The Great Fish Debate

Finally, a reputable source, the Harvard School of Public Health has put to rest the great fish debate.  We have long known that fish is good, especially oil fish rich in omega-3 fatty acids.  The problem is that recent analysis has shown that these fish are also high in PCBs, mercury and other toxic compounds.  This study (Link via ScienceDaily) shows that overall, the benefits outweigh the risks, but that pretty much everyone should avoid tilefish (golden bass), king mackerel, shark and swordfish (my personal favourite). 

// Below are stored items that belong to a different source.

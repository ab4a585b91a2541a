pub mod patterns;
pub mod recommend;
pub mod roadmap;
pub mod stats;
use axum::{
    extract::{Request, State},
    http::header::AUTHORIZATION,
    middleware::Next,
    response::Response,
};
use uuid::Uuid;

use crate::auth::jwt::{verify_token, TokenType};
use crate::error::AppError;
use crate::AppState;

#[derive(Debug, Clone)]
pub struct AuthUser {
    pub id: Uuid,
    pub email: String,
    pub is_admin: bool,
}

pub async fn require_auth(
    State(state): State<AppState>,
    mut req: Request,
    next: Next,
) -> Result<Response, AppError> {
    let auth_header = req
        .headers()
        .get(AUTHORIZATION)
        .and_then(|v| v.to_str().ok())
        .ok_or(AppError::Unauthorized)?;

    let token = auth_header
        .strip_prefix("Bearer ")
        .ok_or(AppError::Unauthorized)?;

    let token_data = verify_token(token, &state.config)?;

    if token_data.claims.token_type != TokenType::Access {
        return Err(AppError::Unauthorized);
    }

    let auth_user = AuthUser {
        id: token_data.claims.sub,
        email: token_data.claims.email,
        is_admin: token_data.claims.is_admin.unwrap_or(false),
    };

    req.extensions_mut().insert(auth_user);
    Ok(next.run(req).await)
}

The evidence was suggestive that mercury may have subtle effects on brain development for a child exposed in the womb, or in early childhood. To obtain the benefits of omega-3 fatty acids for brain development and minimize the potential risk of mercury, the investigators' findings agreed with the recommendations of the Environmental Protection Agency and Food and Drug Administration that women of childbearing age, nursing mothers and young children should eat up to two servings per week of a variety of fish (for example, salmon, light tuna, shrimp, mackerel, and up to 6 oz. per week of albacore tuna) and avoid only four species of fish--golden bass (also known as tilefish), king mackerel, shark and swordfish--larger, predatory fish that have higher levels of mercury. The researchers emphasized that this advisory is only for women of childbearing age, nursing mothers and young children, not the general population. Importantly, the evidence suggests that, for those women, it is as important for their health and for the brain development of their infants that they eat a variety of other types of fish as it is to avoid the four fish species higher in mercury.